P value by Fisher exact test.
Total bile acids by enzymatic assay.
Serum bile acid species quantified by LC/MS‐MS. UDCA and conjugates removed from secondary bile acids.
ALP Responses are Independent of UDCA Treatment and Other Baseline Factors
An ALP response, defined as at least a 25% relative reduction in serum ALP from baseline to week 12, was observed more frequently in patients treated with cilofexor 100 mg (35%) than those treated with cilofexor 30 mg (5.3%) or placebo (10%; P = 0.21 versus cilofexor 100 mg). In univariate logistic regression analyses, no baseline factor was associated with the likelihood of ALP response in cilofexor‐treated patients (Supporting Table S1). Specifically, age, sex, history of IBD, intrahepatic duct involvement on MRCP, ALP and other liver biochemistry, fibrosis markers (e.g., ELF, liver stiffness), and markers of bile acid homeostasis (e.g., FGF19, C4, bile acids) were not associated with ALP response. Similarly, UDCA treatment was not associated with ALP response (odds ratio 0.83; 95% confidence interval 0.17, 4.11). The relative reduction in serum ALP between baseline and week 12 in the cilofexor 100 mg group was similar between UDCA‐treated (n = 8) and untreated (n = 12) patients (median, −18.6% versus −20.5%; P = 0.85) (Table 2, Fig. 1D).

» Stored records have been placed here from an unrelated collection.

use crate::data::zip_from_value;
use crate::processing::SummaryIndex;
use crate::types::{ZipCode, ZipStats, ZipSummary};
use geojson::{Feature, FeatureCollection, JsonObject, JsonValue};
use std::collections::BTreeSet;
use tracing::{info, warn};

pub const CLIENTS: &str = "Clients";
pub const STATEWIDE_PERCENTAGE: &str = "Statewide Percentage";
pub const COUNTY_PERCENTAGE: &str = "County Percentage";

#[derive(Debug, Default, Clone, Copy, PartialEq, Eq)]
pub struct AnnotationStats {
    pub matched: usize,
    pub unmatched: usize,
    /// Matched features whose ZIP was reported under more than one county.
    pub ambiguous: usize,
}

/// Injects client counts and percentages into every ZIP feature.
///
/// The join is on the integer ZIP only. When a ZIP was reported under several
/// counties the first row in (ZIP, county) order is used. Features that do not
/// match get zeros, so every feature carries all three properties afterwards.
pub fn annotate_zip_features(
    collection: &mut FeatureCollection,
    summary: &[ZipSummary],
    join_property: &str,
) -> AnnotationStats {
    let index = SummaryIndex::new(summary);
    let mut stats = AnnotationStats::default();
    let mut ambiguous_zips = BTreeSet::new();

    for feature in &mut collection.features {
        let zip = feature_zip(feature, join_property);

        let values = match zip.and_then(|zip| index.first(zip)) {
            Some(row) => {
                stats.matched += 1;
                let counties = index.county_count(row.zip);
                if counties > 1 {
                    stats.ambiguous += 1;
                    if ambiguous_zips.insert(row.zip) {
                        warn!(
                            "ZIP {} was reported under {} counties; using {} only",
                            row.zip, counties, row.county
                        );
                    }
                }
                ZipStats::from(row)
            }
            None => {
                stats.unmatched += 1;
                ZipStats::default()
            }
        };

        set_stats(feature.properties.get_or_insert_with(JsonObject::new), values);
    }

    info!(
        "Annotated {} ZIP features: {} matched, {} without clients",
        collection.features.len(),
        stats.matched,
        stats.unmatched
    );

    stats
}

/// ZIP code of a boundary feature, read from its join property.
fn feature_zip(feature: &Feature, join_property: &str) -> Option<ZipCode> {
    zip_from_value(feature.properties.as_ref()?.get(join_property)?)
}

fn set_stats(props: &mut JsonObject, values: ZipStats) {
    props.insert(CLIENTS.to_string(), JsonValue::from(values.clients));
    props.insert(STATEWIDE_PERCENTAGE.to_string(), JsonValue::from(values.statewide_percentage));
    props.insert(COUNTY_PERCENTAGE.to_string(), JsonValue::from(values.county_percentage));
}
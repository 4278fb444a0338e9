/// ZIP codes are compared as integers, so "02134" and "2134" are the same key.
pub type ZipCode = u32;

/// One intake event.
#[derive(Debug, Clone, PartialEq, Eq)]
pub struct ClientRecord {
    pub zip: ZipCode,
    pub county: String,
}

#[derive(Debug, Clone, PartialEq)]
pub struct ZipSummary {
    pub zip: ZipCode,
    pub county: String,
    pub count: u64,
    pub county_total: u64,
    pub statewide_percentage: f64,
    pub county_percentage: f64,
}

/// Values injected into each ZIP boundary feature.
#[derive(Debug, Clone, Copy, PartialEq, Default)]
pub struct ZipStats {
    pub clients: u64,
    pub statewide_percentage: f64,
    pub county_percentage: f64,
}

impl From<&ZipSummary> for ZipStats {
    fn from(summary: &ZipSummary) -> Self {
        Self {
            clients: summary.count,
            statewide_percentage: summary.statewide_percentage,
            county_percentage: summary.county_percentage,
        }
    }
}
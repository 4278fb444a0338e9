use crate::annotate::{CLIENTS, COUNTY_PERCENTAGE, STATEWIDE_PERCENTAGE};
use crate::config::{AppConfig, ColorConfig};
use anyhow::{Context, Result};
use geojson::{FeatureCollection, JsonValue};
use serde::Serialize;
use serde_json::json;
use std::fs;
use std::path::Path;
use tracing::info;

/// (property, label) pairs shown in the ZIP tooltip.
pub const TOOLTIP_FIELDS: [(&str, &str); 4] = [
    ("name", "ZIP Code:"),
    (CLIENTS, "Clients:"),
    (STATEWIDE_PERCENTAGE, "Share of Statewide Count:"),
    (COUNTY_PERCENTAGE, "Share of County Count:"),
];

/// Four-step color scale on the raw client count.
#[derive(Debug, Clone, PartialEq)]
pub struct ColorScale {
    colors: ColorConfig,
}

#[derive(Debug, Serialize)]
struct LegendEntry {
    label: String,
    color: String,
}

impl ColorScale {
    pub fn new(colors: ColorConfig) -> Self {
        Self { colors }
    }

    pub fn color_for(&self, count: u64) -> &str {
        if count == 0 {
            &self.colors.none
        } else if count < self.colors.low_below {
            &self.colors.low
        } else if count < self.colors.medium_below {
            &self.colors.medium
        } else {
            &self.colors.high
        }
    }

    fn legend(&self) -> Vec<LegendEntry> {
        let c = &self.colors;
        let bins = [
            ("0".to_string(), &c.none),
            (range_label(1, c.low_below), &c.low),
            (range_label(c.low_below.max(1), c.medium_below), &c.medium),
            (format!("{}+", c.medium_below.max(1)), &c.high),
        ];
        bins.into_iter()
            .map(|(label, color)| LegendEntry { label, color: color.clone() })
            .collect()
    }
}

impl Default for ColorScale {
    fn default() -> Self {
        Self::new(ColorConfig::default())
    }
}

fn range_label(from: u64, below: u64) -> String {
    match below.saturating_sub(1) {
        to if to <= from => from.to_string(),
        to => format!("{}-{}", from, to),
    }
}

/// Builds the self-contained map page: dashed county outlines under ZIP
/// polygons shaded by client count, with tooltips and a legend.
pub fn render_map(
    config: &AppConfig,
    zips: &FeatureCollection,
    counties: &FeatureCollection,
) -> Result<String> {
    let scale = ColorScale::new(config.map.colors.clone());
    let join_property = config.input.join_property.as_str();

    // One fill per ZIP feature, in feature order.
    let fills: Vec<&str> = zips
        .features
        .iter()
        .map(|feature| {
            let clients = feature
                .properties
                .as_ref()
                .and_then(|props| props.get(CLIENTS))
                .and_then(JsonValue::as_u64)
                .unwrap_or(0);
            scale.color_for(clients)
        })
        .collect();

    let fields: Vec<JsonValue> = TOOLTIP_FIELDS
        .iter()
        .map(|&(field, alias)| {
            let field = if field == "name" { join_property } else { field };
            json!({ "field": field, "alias": alias })
        })
        .collect();

    let settings = json!({
        "center": config.map.center,
        "zoom": config.map.zoom,
        "noDataColor": scale.color_for(0),
        "fills": fills,
        "tooltip": fields,
        "legend": scale.legend(),
    });

    let settings = script_json(&settings)?;
    let counties = script_json(counties)?;
    let zips = script_json(zips)?;

    Ok(fill_template(
        PAGE_TEMPLATE,
        &[
            ("__SETTINGS__", settings.as_str()),
            ("__COUNTIES__", counties.as_str()),
            ("__ZIPS__", zips.as_str()),
        ],
    ))
}

/// Substitutes each placeholder in a single pass over the template, so
/// inserted data is never scanned for placeholders itself.
fn fill_template(template: &str, slots: &[(&str, &str)]) -> String {
    let mut out = String::with_capacity(template.len() + slots.iter().map(|(_, v)| v.len()).sum::<usize>());
    let mut rest = template;

    while let Some((at, key, value)) = slots
        .iter()
        .filter_map(|&(key, value)| rest.find(key).map(|at| (at, key, value)))
        .min_by_key(|&(at, _, _)| at)
    {
        out.push_str(&rest[..at]);
        out.push_str(value);
        rest = &rest[at + key.len()..];
    }

    out.push_str(rest);
    out
}

/// JSON that is safe to inline inside a `<script>` element.
fn script_json<T: Serialize + ?Sized>(value: &T) -> Result<String> {
    let json = serde_json::to_string(value).context("Failed to serialize map data")?;
    Ok(json.replace("</", "<\\/"))
}

pub fn write_map(path: &Path, html: &str) -> Result<()> {
    if let Some(parent) = path.parent().filter(|p| !p.as_os_str().is_empty()) {
        fs::create_dir_all(parent)
            .with_context(|| format!("Failed to create output directory: {:?}", parent))?;
    }
    fs::write(path, html).with_context(|| format!("Failed to write map: {:?}", path))?;
    info!("Wrote map ({} bytes) to {:?}", html.len(), path);
    Ok(())
}

const PAGE_TEMPLATE: &str = r#"<!DOCTYPE html>
<html>
<head>
<meta charset="utf-8">
<meta name="viewport" content="width=device-width, initial-scale=1.0">
<title>Clients by ZIP Code</title>
<link rel="stylesheet" href="https://unpkg.com/leaflet@1.9.4/dist/leaflet.css">
<script src="https://unpkg.com/leaflet@1.9.4/dist/leaflet.js"></script>
<style>
  html, body, #map { height: 100%; margin: 0; }
  .zip-tooltip th { text-align: left; padding-right: 6px; }
  .legend { background: white; padding: 6px 8px; border-radius: 4px; line-height: 18px; font: 12px sans-serif; }
  .legend i { width: 16px; height: 16px; float: left; margin-right: 6px; border: 1px solid #999; }
</style>
</head>
<body>
<div id="map"></div>
<script>
const settings = __SETTINGS__;
const counties = __COUNTIES__;
const zips = __ZIPS__;
const zipFills = new Map(zips.features.map((feature, i) => [feature, settings.fills[i]]));

function escapeHtml(value) {
  return String(value).replace(/[&<>"']/g, c => ({"&": "&amp;", "<": "&lt;", ">": "&gt;", '"': "&quot;", "'": "&#39;"}[c]));
}

function localize(value) {
  return typeof value === "number" ? value.toLocaleString() : escapeHtml(value);
}

const map = L.map("map").setView(settings.center, settings.zoom);
L.tileLayer("https://{s}.tile.openstreetmap.org/{z}/{x}/{y}.png", {
  maxZoom: 18,
  attribution: "&copy; OpenStreetMap contributors"
}).addTo(map);

L.geoJSON(counties, {
  style: () => ({ color: "black", weight: 2, fillOpacity: 0, dashArray: "5, 5" })
}).addTo(map);

L.geoJSON(zips, {
  style: feature => ({
    fillColor: zipFills.get(feature) || settings.noDataColor,
    color: "black",
    weight: 0.5,
    fillOpacity: 0.6
  }),
  onEachFeature: (feature, layer) => {
    const rows = settings.tooltip.map(t =>
      "<tr><th>" + escapeHtml(t.alias) + "</th><td>" + localize(feature.properties[t.field]) + "</td></tr>"
    ).join("");
    layer.bindTooltip("<table class=\"zip-tooltip\">" + rows + "</table>", { sticky: true });
  }
}).addTo(map);

const legend = L.control({ position: "bottomright" });
legend.onAdd = () => {
  const div = L.DomUtil.create("div", "legend");
  div.innerHTML = "<strong>Clients</strong><br>" + settings.legend.map(e =>
    "<i style=\"background:" + escapeHtml(e.color) + "\"></i>" + escapeHtml(e.label)
  ).join("<br>");
  return div;
};
legend.addTo(map);
</script>
</body>
</html>
"#;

Impact of Cilofexor Treatment on Other Liver Biochemistry and Biomarkers
Treatment with cilofexor for 12 weeks also led to significant reductions in serum ALT, AST, and GGT (Table 2, Fig. 2A, and Supporting Fig. S2). From baseline to week 12, the median (IQR) relative reduction in serum ALT was −49.4% (−60.7, −22.5) in the cilofexor 100 mg group (P = 0.009 versus placebo), −26.2% (−36.8, 1.7) in the cilofexor 30 mg group (P = 0.24 versus placebo), and −12.9% (−22.9, −12.1) in the placebo group. Cilofexor 100 mg also significantly reduced serum GGT. At week 12, the median (IQR) relative change in serum GGT was −30.3% (−47.8, −21.8) in the cilofexor 100 mg group (P < 0.001 versus placebo), −16.3% (−29.7, −7.2) in the cilofexor 30 mg group (P = 0.003 versus placebo), and +1.1% (−6.1, 15.0) in the placebo group. Median (IQR) changes from baseline in serum C‐reactive protein (CRP) were greatest in cilofexor‐treated patients (100 mg group: −12.2% [−65.7, 40.5]; 30 mg group: −28.7% [−43.8, 14.8]), although these differences were not statistically significant compared with placebo (+8.5% [−23.1, 30.5]; Table 2).
Liver stiffness and noninvasive markers of fibrosis including the ELF score have been associated with prognosis in patients with PSC.17 Between baseline and week 12, changes in overall ELF score, PIII‐NP, hyaluronic acid, and liver stiffness did not differ between treatment groups (Table 2). However, in patients treated with cilofexor 100 mg, a trend toward reduced serum levels of TIMP‐1 was observed (median, −8.2% versus +0.3% in the placebo group; P = 0.063).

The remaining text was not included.